Stored data entries
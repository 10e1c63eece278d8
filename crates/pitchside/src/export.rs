//! Export the merged table as delimited text or JSON.

use std::io::Write;

use serde_json::{Map, Value};

use crate::error::Result;
use crate::join::MergedTable;
use crate::schema::MergedRecord;

/// Write the merged table as delimited text with a header row, columns in
/// the table's layout order.
pub fn write_delimited(table: &MergedTable, delimiter: u8, out: impl Write) -> Result<()> {
    let mut writer = csv::WriterBuilder::new()
        .delimiter(delimiter)
        .from_writer(out);

    writer.write_record(&table.columns)?;
    for record in &table.records {
        let row: Vec<String> = table
            .columns
            .iter()
            .map(|column| cell(record, column))
            .collect();
        writer.write_record(&row)?;
    }
    writer.flush().map_err(csv::Error::from)?;
    Ok(())
}

/// Write the merged table as a JSON array of objects keyed by column
/// name. Numeric columns stay numbers; missing optionals become null.
pub fn write_json(table: &MergedTable, out: impl Write) -> Result<()> {
    let rows: Vec<Map<String, Value>> = table
        .records
        .iter()
        .map(|record| {
            table
                .columns
                .iter()
                .map(|column| (column.clone(), cell_value(record, column)))
                .collect()
        })
        .collect();

    serde_json::to_writer_pretty(out, &rows)?;
    Ok(())
}

/// String rendering of one cell, resolving collision-suffixed names.
pub fn cell(record: &MergedRecord, column: &str) -> String {
    match cell_value(record, column) {
        Value::Null => String::new(),
        Value::String(s) => s,
        Value::Number(n) => n.to_string(),
        other => other.to_string(),
    }
}

/// JSON rendering of one cell.
///
/// Suffixed extras were stored under their final names at join time, so
/// the extra map is checked first; a `_match`/`_weather` suffix that is
/// not an extra must then be a collision-suffixed named field.
fn cell_value(record: &MergedRecord, column: &str) -> Value {
    if let Some(value) = record.extra.get(column) {
        return Value::String(value.clone());
    }
    if let Some(value) = named_value(record, column) {
        return value;
    }
    column
        .strip_suffix("_match")
        .or_else(|| column.strip_suffix("_weather"))
        .and_then(|base| named_value(record, base))
        .unwrap_or(Value::Null)
}

fn named_value(record: &MergedRecord, column: &str) -> Option<Value> {
    let value = match column {
        "date" | "date_str" => Value::String(record.date_str.clone()),
        "city" => Value::String(record.city.clone()),
        "total_runs" => number(record.total_runs),
        "season" => option_string(&record.season),
        "team1" => option_string(&record.team1),
        "team2" => option_string(&record.team2),
        "temp_c" => number(record.temp_c),
        "humidity" => record.humidity.map(number).unwrap_or(Value::Null),
        "weather_type" => Value::String(record.weather_type.clone()),
        "temp_bucket" => Value::String(record.temp_bucket.label().to_string()),
        _ => return None,
    };
    Some(value)
}

fn option_string(value: &Option<String>) -> Value {
    value
        .as_ref()
        .map(|s| Value::String(s.clone()))
        .unwrap_or(Value::Null)
}

/// Whole-valued floats render without a trailing `.0`.
fn number(value: f64) -> Value {
    if value.fract() == 0.0 && value.abs() < 1e15 {
        Value::from(value as i64)
    } else {
        Value::from(value)
    }
}

#[cfg(test)]
mod tests {
    use super::*;
    use crate::input::Parser;
    use crate::join::join_match_weather;
    use crate::load::{load_match_table, load_weather_table};

    fn merged() -> MergedTable {
        let parser = Parser::new();
        let m = parser
            .parse_bytes(
                b"date,city,total_runs\n2021-04-10,Mumbai,180\n",
                b',',
            )
            .unwrap();
        let w = parser
            .parse_bytes(
                b"date,city,temp_c,humidity\n2021-04-10,Mumbai,32.5,60\n",
                b',',
            )
            .unwrap();
        join_match_weather(
            &load_match_table(&m).unwrap(),
            &load_weather_table(&w).unwrap(),
        )
    }

    #[test]
    fn delimited_output_has_header_and_derived_columns() {
        let mut out = Vec::new();
        write_delimited(&merged(), b',', &mut out).unwrap();
        let text = String::from_utf8(out).unwrap();

        let mut lines = text.lines();
        assert_eq!(
            lines.next().unwrap(),
            "date,city,total_runs,temp_c,humidity,weather_type,date_str,temp_bucket"
        );
        assert_eq!(
            lines.next().unwrap(),
            "2021-04-10,Mumbai,180,32.5,60,Unknown,2021-04-10,Hot (31-35)"
        );
    }

    #[test]
    fn json_output_keeps_numbers_numeric() {
        let mut out = Vec::new();
        write_json(&merged(), &mut out).unwrap();
        let rows: Vec<serde_json::Value> = serde_json::from_slice(&out).unwrap();

        assert_eq!(rows.len(), 1);
        assert_eq!(rows[0]["total_runs"], 180);
        assert_eq!(rows[0]["temp_c"], 32.5);
        assert_eq!(rows[0]["temp_bucket"], "Hot (31-35)");
    }

    #[test]
    fn export_is_deterministic() {
        let table = merged();
        let mut a = Vec::new();
        let mut b = Vec::new();
        write_delimited(&table, b'\t', &mut a).unwrap();
        write_delimited(&table, b'\t', &mut b).unwrap();
        assert_eq!(a, b);
    }
}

Try it: Restate word for word the entries above, starting at the line with "writer.write_record(&row)?;" and ending at the line with "optionals become null.", inclusive, and no others.

Solution to the problem:
        writer.write_record(&row)?;
    }
    writer.flush().map_err(csv::Error::from)?;
    Ok(())
}

/// Write the merged table as a JSON array of objects keyed by column
/// name. Numeric columns stay numbers; missing optionals become null.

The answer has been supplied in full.